# придерживаться свободных взглядов



## Etcetera

Hi all,

I'm thinking about the possible translations of this phrase into English. 
I'm writing an essay about the film Snow Cake, and I want to say that one of the heroines, Maggie, придерживается весьма свободных взглядов. 

I only found in my dictionary _liberal views_, but I'm not sure it's what I need.

Help please!


----------



## Kriviq

Maybe *permissive* is the word you need.


----------



## Jana337

She could be a freethinker. Or a libertine (but this implies sexual promisciuty).


----------



## Crescent

Etcetera, I'm not too sure if this is right (because, to be honest, I don't really understand what the russian phrase means ), but could it possibly be: _She has an open mind/ she is open minded?_

What do the others think? I can't tell whether or not the English meaning corresponds to the sense of the russian phrase..


----------



## cyanista

Etcetera said:


> Hi all,
> 
> I'm thinking about the possible translations of this phrase into English.
> I'm writing an essay about the film Snow Cake, and I want to say that one of the heroins, Maggie, придерживается весьма свободных взглядов.

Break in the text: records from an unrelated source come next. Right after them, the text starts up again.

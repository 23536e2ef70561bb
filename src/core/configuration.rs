//! Read-only configuration facade.

use crate::core::pipeline::ValuePipeline;
use crate::core::snapshot::ConfigurationSnapshot;
use crate::error::{ConfigError, Result};
use serde::de::DeserializeOwned;
use std::any::type_name;
use std::collections::BTreeMap;
use std::fmt;
use std::str::FromStr;
use std::sync::Arc;

/// Typed, read-only view over one merged snapshot.
///
/// A `Configuration` never changes after it is handed out: a provider refresh
/// installs a new snapshot, while existing `Configuration` values keep reading
/// the one they were created from. Cloning is cheap (two `Arc` clones).
///
/// Every read is a pure function of the snapshot and the filter/converter
/// pipeline. Absent keys are `None`, which callers can tell apart from a key
/// configured to the empty string.
///
/// # Examples
///
/// ```rust
/// use tiered_config::prelude::*;
///
/// let provider = ConfigurationProvider::builder()
///     .with_source(MapSource::new("defaults", 0).with_entry("server.port", "8080"))
///     .build();
///
/// let config = provider.get_configuration();
/// assert_eq!(config.get("server.port").as_deref(), Some("8080"));
/// assert_eq!(config.get_as::<u16>("server.port").unwrap(), Some(8080));
/// assert_eq!(config.get("missing"), None);
/// ```
#[derive(Clone)]
pub struct Configuration {
    snapshot: Arc<ConfigurationSnapshot>,
    pipeline: Arc<ValuePipeline>,
}

impl Configuration {
    /// Wrap a snapshot with a value pipeline.
    pub fn new(snapshot: Arc<ConfigurationSnapshot>, pipeline: Arc<ValuePipeline>) -> Self {
        Self { snapshot, pipeline }
    }

    /// Wrap a snapshot with the default pipeline (no filters).
    pub fn from_snapshot(snapshot: ConfigurationSnapshot) -> Self {
        Self::new(Arc::new(snapshot), Arc::new(ValuePipeline::new()))
    }

    /// Get the filtered value of `key`, or `None` if it is not configured.
    pub fn get(&self, key: &str) -> Option<String> {
        let property = self.snapshot.get(key)?;
        self.pipeline.apply(key, property.value())
    }

    /// Get the value of `key`, falling back to `default` when absent.
    pub fn get_or_default(&self, key: &str, default: impl Into<String>) -> String {
        self.get(key).unwrap_or_else(|| default.into())
    }

    /// Whether `key` resolves to a value (after filtering).
    pub fn contains_key(&self, key: &str) -> bool {
        self.get(key).is_some()
    }

    /// Copy of all resolved key/value pairs, after filtering.
    ///
    /// The returned map is owned by the caller; mutating it has no effect on
    /// this configuration.
    pub fn get_properties(&self) -> BTreeMap<String, String> {
        self.snapshot
            .iter()
            .filter_map(|(key, property)| {
                self.pipeline
                    .apply(key, property.value())
                    .map(|value| (key.to_string(), value))
            })
            .collect()
    }

    /// Copy of all keys under `prefix.`, with the prefix stripped.
    ///
    /// ```rust
    /// # use tiered_config::prelude::*;
    /// let provider = ConfigurationProvider::builder()
    ///     .with_source(MapSource::from_entries(
    ///         "m",
    ///         0,
    ///         [("db.host", "h"), ("db.port", "5432"), ("dbx", "no")],
    ///     ))
    ///     .build();
    ///
    /// let db = provider.get_configuration().section("db");
    /// assert_eq!(db.len(), 2);
    /// assert_eq!(db["port"], "5432");
    /// ```
    pub fn section(&self, prefix: &str) -> BTreeMap<String, String> {
        let prefix = format!("{}.", prefix.trim_end_matches('.'));
        self.get_properties()
            .into_iter()
            .filter_map(|(key, value)| {
                key.strip_prefix(&prefix)
                    .map(|stripped| (stripped.to_string(), value))
            })
            .collect()
    }

    /// Read `key` as `T`.
    ///
    /// A converter registered for `T` takes priority; otherwise `T::from_str`
    /// is used. The value is parsed as stored first, and only retried with
    /// surrounding whitespace trimmed if that fails, so `get_as::<String>`
    /// returns exactly what [`get`](Self::get) does.
    ///
    /// # Errors
    ///
    /// Returns [`ConfigError::Conversion`] if the value is present but cannot be
    /// converted. A missing key is `Ok(None)`.
    pub fn get_as<T>(&self, key: &str) -> Result<Option<T>>
    where
        T: FromStr + 'static,
        T::Err: fmt::Display,
    {
        let Some(value) = self.get(key) else {
            return Ok(None);
        };

        if let Some(converter) = self.pipeline.converter::<T>() {
            return converter(&value)
                .map(Some)
                .map_err(|e| conversion_error::<T>(key, e));
        }

        match value.parse::<T>() {
            Ok(parsed) => Ok(Some(parsed)),
            Err(_) => value
                .trim()
                .parse::<T>()
                .map(Some)
                .map_err(|e| conversion_error::<T>(key, e)),
        }
    }

    /// Read `key` as `T`, falling back to `default` when absent.
    ///
    /// # Errors
    ///
    /// Returns an error if the value is present but cannot be converted.
    pub fn get_as_or<T>(&self, key: &str, default: T) -> Result<T>
    where
        T: FromStr + 'static,
        T::Err: fmt::Display,
    {
        Ok(self.get_as(key)?.unwrap_or(default))
    }

    /// Read `key` through the converter registered for `T`.
    ///
    /// Unlike [`get_as`](Self::get_as) this works for types without a
    /// `FromStr` impl, such as `std::time::Duration`.
    ///
    /// # Errors
    ///
    /// Returns [`ConfigError::ConverterMissing`] if no converter is registered
    /// for `T`, or [`ConfigError::Conversion`] if conversion fails.
    pub fn convert<T: 'static>(&self, key: &str) -> Result<Option<T>> {
        let converter = self.pipeline.converter::<T>().ok_or_else(|| {
            ConfigError::ConverterMissing {
                key: key.to_string(),
                target: type_name::<T>(),
            }
        })?;

        match self.get(key) {
            Some(value) => converter(&value)
                .map(Some)
                .map_err(|e| conversion_error::<T>(key, e)),
            None => Ok(None),
        }
    }

    /// Bind the whole view into a deserializable structure.
    ///
    /// Dotted keys become nested tables (`server.port` fills `server: { port }`)
    /// and string values are coerced to the field types by the `config` crate.
    ///
    /// # Errors
    ///
    /// Returns [`ConfigError::DeserializationError`] if keys collide
    /// structurally or a field cannot be deserialized.
    pub fn bind<T: DeserializeOwned>(&self) -> Result<T> {
        let mut builder = config::Config::builder();
        for (key, value) in self.get_properties() {
            builder = builder.set_override(key.as_str(), value).map_err(|e| {
                ConfigError::DeserializationError(format!("Failed to set '{}': {}", key, e))
            })?;
        }

        let config = builder.build().map_err(|e| {
            ConfigError::DeserializationError(format!("Failed to build configuration: {}", e))
        })?;

        config
            .try_deserialize::<T>()
            .map_err(|e| ConfigError::DeserializationError(e.to_string()))
    }

    /// The unfiltered winning value of `key`.
    pub fn raw(&self, key: &str) -> Option<&str> {
        self.snapshot.get(key).map(|p| p.value())
    }

    /// Name of the source that supplied `key`.
    pub fn origin(&self, key: &str) -> Option<&str> {
        self.snapshot.get(key).map(|p| p.origin())
    }

    /// The snapshot backing this view.
    pub fn snapshot(&self) -> &Arc<ConfigurationSnapshot> {
        &self.snapshot
    }
}

impl fmt::Debug for Configuration {
    fn fmt(&self, f: &mut fmt::Formatter<'_>) -> fmt::Result {
        f.debug_struct("Configuration")
            .field("keys", &self.snapshot.len())
            .field("failures", &self.snapshot.failures().len())
            .field("pipeline", &self.pipeline)
            .finish()
    }
}

fn conversion_error<T>(key: &str, reason: impl fmt::Display) -> ConfigError {
    ConfigError::Conversion {
        key: key.to_string(),
        target: type_name::<T>(),
        reason: reason.to_string(),
    }
}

You surely meant heroin*e*s, didn't you? 


> I only found in my dictionary _liberal views_, but I'm not sure it's what I need.
> 
> Help please!


I'm not quite sure what you need either. The Russian phrase sounds rather vague. Could you expand a bit on what you mean? Views on what exactly???


----------



## Kolan

*Весьма *sounds ironically, if not sarcastically. You should find out from the context, if there is a reason for that.


----------



## Maroseika

Kolan said:


> *Весьма *sounds ironically, if not sarcastically. You should find out from the context, if there is a reason for that.


Sorry, cannot agree. 
This word may be used in different meanings as well, including quite serious one. But yes, it really strongly depends on the context:
*Гоген был уже весьма почтенного возраста, когда решил порвать с семьей.*
*Новое лекарство дало весьма незначительный эффект*.
*Неблагоприятные последствия вмешательства во внутренние дела Ирака весьма вероятны.*
Where is here irony or sarcasm?


----------



## Etcetera

_Freethinker_ seems to be more close to the Russian вольнодумец. 
But _libertine_ can be exactly what I need. Maggie isn't married, and she doesn't think that a woman should have sex only with her husband. She's even considered a prostitute by her neighbours!


----------



## margo16

What about:
To stick to overly liberal views?


----------



## Etcetera

I don't think Maggie's views were _overly liberal. _The Russian весьма isn't synonymous to слишком, at least here. 
By the way, when you say that someone has _liberal views_, what exactly doest it mean? Because in Russian _либеральные взгляды _has rather political meaning.


----------



## margo16

Overly is the same as чересчур,слишком. I agree that in in Russian it has rather a political colouring.


----------



## scriptum

Etcetera said:


> But _libertine_ can be exactly what I need. Maggie isn't married, and she doesn't think that a woman should have sex only with her husband. She's even considered a prostitute by her neighbours!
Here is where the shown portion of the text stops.